### Study area

Perú is an ideal test case for investigating whether field plot sampling can accurately map carbon because its forests span a wide range of topographic, climatic, floristic, and geologic variables. Heterogeneity in aboveground carbon density (ACD) is driven by combinations of these variables, and higher ACD heterogeneity leads to less accurate field plot estimates of ACD [7]. Results from within the diverse environmental gradients of Perú can then be applied to other countries of similar conditions.

We used the 1-ha resolution aboveground carbon density map of Perú created by Asner et al. [6] as a model of the “true” carbon stocks of the country. We refer to this LiDAR-estimated carbon map throughout the paper as “the model carbon stock” or “the model aboveground carbon density (ACD).” The model ACD map was produced from a countrywide airborne LiDAR campaign with the Carnegie Airborne Observatory (CAO; cao.carnegiescience.edu). The LiDAR data were integrated with high-resolution satellite imaging, a large field plot sampling network (to calibrate/validate the LiDAR carbon mapping), and an advanced geospatial scaling algorithm [for more details see 6]. Please refer to Fig. S5 of [6] for model validation results, which compared 536,874 ha of LiDAR-measured forest TCH that were not used to train the model-estimated TCH of those same locations. The R^{2} is 0.78 and the RMSE is 3.50 m. While the underlying relationship between LiDAR measured-TCH and estimated ACD may be heteroskedastic, with a higher ACD errors found at taller TCH, the relative ACD uncertainty that results is low (i.e., <20 % for high ACD (>120 MgC ha^{−1}) lowland forests).

We masked this map to exclude areas that are not forested, using a mean per hectare threshold of >70 % photosynthetic vegetation and >2 m top-of-canopy height (TCH). The photosynthetic vegetation map was created from a national-scale mapping of Perú using the CLASlite algorithm with mosaicked Landsat satellite imagery [26]. The TCH map is the underlying dataset used to produce the ACD map of Perú [6]. This left a forested area of 76,457,286 ha for the analysis. While this is 59.5 % of Perú by land area, it contains 98.5 % of the total carbon of the entire country (6.798 Pg). All analyses were performed using R statistical software [27] with geospatial manipulations and analyses performed using the ‘raster’ package [28].
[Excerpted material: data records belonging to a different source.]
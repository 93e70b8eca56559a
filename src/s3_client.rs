//! A simplified S3 client that supports downloading and listing objects.
//! It attempts to hide the complexities of working with the AWS SDK for S3.

use crate::dataset::Timestamp;
use crate::error::RetrievalError;
use crate::object_store::{ObjectInfo, ObjectStore};

use async_trait::async_trait;
use aws_credential_types::Credentials;
use aws_sdk_s3::config::BehaviorVersion;
use aws_sdk_s3::error::{DisplayErrorContext, ProvideErrorMetadata, SdkError};
use aws_sdk_s3::operation::get_object::GetObjectError;
use aws_sdk_s3::operation::list_objects_v2::ListObjectsV2Error;
use aws_sdk_s3::Client;
use aws_types::region::Region;
use bytes::Bytes;
use std::future::Future;
use std::time::Duration;
use tracing::Instrument;
use url::Url;

#[derive(Clone, Debug, Eq, Hash, PartialEq)]
pub enum S3Credentials {
    AccessKey {
        access_key: String,
        secret_key: String,
    },
    None,
}

impl S3Credentials {
    /// Create an access key credential.
    pub fn access_key(access_key: &str, secret_key: &str) -> Self {
        S3Credentials::AccessKey {
            access_key: access_key.to_string(),
            secret_key: secret_key.to_string(),
        }
    }

    /// Access key credentials if both parts are present, otherwise anonymous access.
    pub fn from_options(access_key: Option<&str>, secret_key: Option<&str>) -> Self {
        match (access_key, secret_key) {
            (Some(access_key), Some(secret_key)) => Self::access_key(access_key, secret_key),
            _ => S3Credentials::None,
        }
    }
}

/// S3 client object bound to a single bucket.
#[derive(Clone, Debug)]
pub struct S3Client {
    /// Underlying AWS SDK S3 client object.
    client: Client,
    /// Bucket holding the source objects.
    bucket: String,
    /// Limit on the duration of each S3 call.
    timeout: Duration,
}

impl S3Client {
    /// Creates an S3Client object
    ///
    /// # Arguments
    ///
    /// * `bucket`: Name of the bucket
    /// * `region`: AWS region of the bucket
    /// * `endpoint`: Optional object storage API URL, for S3-compatible stores
    /// * `credentials`: Object storage account credentials
    /// * `timeout`: Limit on the duration of each call
    pub fn new(
        bucket: &str,
        region: &str,
        endpoint: Option<&Url>,
        credentials: S3Credentials,
        timeout: Duration,
    ) -> Self {
        let builder = aws_sdk_s3::Config::builder()
            .behavior_version(BehaviorVersion::latest())
            .region(Some(Region::new(region.to_string())));
        let builder = match credentials {
            S3Credentials::AccessKey {
                access_key,
                secret_key,
            } => {
                let credentials = Credentials::from_keys(access_key, secret_key, None);
                builder.credentials_provider(credentials)
            }
            S3Credentials::None => builder,
        };
        // S3-compatible stores generally need path-style addressing.
        let builder = match endpoint {
            Some(url) => builder.endpoint_url(url.to_string()).force_path_style(true),
            None => builder,
        };
        let client = Client::from_conf(builder.build());
        Self {
            client,
            bucket: bucket.to_string(),
            timeout,
        }
    }

    pub fn bucket(&self) -> &str {
        &self.bucket
    }

    /// Run an S3 call, failing with [RetrievalError::Timeout] if it takes too long.
    async fn with_timeout<T, F>(&self, key: &str, call: F) -> Result<T, RetrievalError>
    where
        F: Future<Output = Result<T, RetrievalError>>,
    {
        tokio::time::timeout(self.timeout, call)
            .await
            .map_err(|_| RetrievalError::Timeout {
                key: key.to_string(),
            })?
    }

    /// Downloads an object from object storage and returns the data as Bytes
    ///
    /// # Arguments
    ///
    /// * `key`: Name of the object in the bucket
    #[tracing::instrument(level = "DEBUG", skip(self), fields(bucket = %self.bucket))]
    pub async fn download_object(&self, key: &str) -> Result<Bytes, RetrievalError> {
        self.with_timeout(key, async {
            let response = self
                .client
                .get_object()
                .bucket(&self.bucket)
                .key(key)
                .send()
                .instrument(tracing::Span::current())
                .await
                .map_err(|err| {
                    let not_found = matches!(err.as_service_error(), Some(GetObjectError::NoSuchKey(_)));
                    retrieval_error(key, err, not_found)
                })?;
            let data = response
                .body
                .collect()
                .instrument(tracing::Span::current())
                .await
                .map_err(|err| RetrievalError::Transport {
                    key: key.to_string(),
                    message: err.to_string(),
                })?
                .into_bytes();
            tracing::debug!(size = data.len(), "downloaded object");
            Ok(data)
        })
        .await
    }

    /// Lists the objects under a prefix, following continuation tokens.
    ///
    /// # Arguments
    ///
    /// * `prefix`: Key prefix
    #[tracing::instrument(level = "DEBUG", skip(self), fields(bucket = %self.bucket))]
    pub async fn list_objects(&self, prefix: &str) -> Result<Vec<ObjectInfo>, RetrievalError> {
        let mut objects = Vec::new();
        let mut continuation_token = None;
        loop {
            let response = self
                .with_timeout(prefix, async {
                    self.client
                        .list_objects_v2()
                        .bucket(&self.bucket)
                        .prefix(prefix)
                        .set_continuation_token(continuation_token.take())
                        .send()
                        .instrument(tracing::Span::current())
                        .await
                        .map_err(|err| {
                            let not_found = matches!(
                                err.as_service_error(),
                                Some(ListObjectsV2Error::NoSuchBucket(_))
                            );
                            retrieval_error(prefix, err, not_found)
                        })
                })
                .await?;
            for object in response.contents() {
                if let Some(key) = object.key() {
                    objects.push(ObjectInfo {
                        key: key.to_string(),
                        size: u64::try_from(object.size().unwrap_or_default()).unwrap_or_default(),
                        last_modified: object
                            .last_modified()
                            .and_then(|modified| modified.to_millis().ok())
                            .map(Timestamp),
                    });
                }
            }
            match response.next_continuation_token() {
                Some(token) if response.is_truncated().unwrap_or_default() => {
                    continuation_token = Some(token.to_string());
                }
                _ => break,
            }
        }
        objects.sort_by(|a, b| a.key.cmp(&b.key));
        tracing::debug!(count = objects.len(), "listed objects");
        Ok(objects)
    }
}

#[async_trait]
impl ObjectStore for S3Client {
    async fn get(&self, key: &str) -> Result<Bytes, RetrievalError> {
        self.download_object(key).await
    }

    async fn list(&self, prefix: &str) -> Result<Vec<ObjectInfo>, RetrievalError> {
        self.list_objects(prefix).await
    }
}

/// Classify an SDK error.
///
/// Quite a lot of service errors end up unmodelled, so fall back to the error code and then the
/// HTTP status.
///
/// # Arguments
///
/// * `key`: Object key or prefix of the call
/// * `error`: Error returned by the SDK
/// * `not_found`: Whether the modelled service error means the object does not exist
fn retrieval_error<E>(key: &str, error: SdkError<E>, not_found: bool) -> RetrievalError
where
    E: ProvideErrorMetadata + std::error::Error + Send + Sync + 'static,
{
    let key = key.to_string();
    match &error {
        SdkError::TimeoutError(_) => RetrievalError::Timeout { key },
        SdkError::DispatchFailure(failure) if failure.is_timeout() => {
            RetrievalError::Timeout { key }
        }
        SdkError::ServiceError(context) => {
            let status = context.raw().status().as_u16();
            match context.err().code() {
                _ if not_found => RetrievalError::NotFound { key },
                Some("NoSuchKey") | Some("NoSuchBucket") | Some("NotFound") => {
                    RetrievalError::NotFound { key }
                }
                Some("AccessDenied")
                | Some("Forbidden")
                | Some("InvalidAccessKeyId")
                | Some("SignatureDoesNotMatch") => RetrievalError::AccessDenied { key },
                Some("RequestTimeout") => RetrievalError::Timeout { key },
                _ if status == 404 => RetrievalError::NotFound { key },
                _ if status == 403 => RetrievalError::AccessDenied { key },
                _ => RetrievalError::Transport {
                    key,
                    message: DisplayErrorContext(&error).to_string(),
                },
            }
        }
        _ => RetrievalError::Transport {
            key,
            message: DisplayErrorContext(&error).to_string(),
        },
    }
}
### Environmental stratification layers

We compiled a set of six co-aligned, 1-ha resolution environmental stratification layers (hereafter ‘strata’) comprised of topographic and climatic variables covering all of Perú. Cloudiness (%) was created from long-term (2000–2010) NASA moderate resolution imaging spectroradiometer (MODIS) data and described in further detail by [6]. Mean annual precipitation (MAP) was calculated from NASA Tropical Rainfall Measuring Mission (TRMM) 2b31 monthly data (1998–2011), and dry season length (DSL) was calculated using the same TRMM data for all months with less than 100 mm of precipitation. Elevation, slope, and a relative elevation model (REM) were created from NASA Shuttle Radar Topography Mission (SRTM) at 90 m resolution. Relative elevation is a proxy for vegetation related water resources, and is developed by calculating the height of the ground above nearest water body [29]. Each stratum was masked by the same forest mask described above.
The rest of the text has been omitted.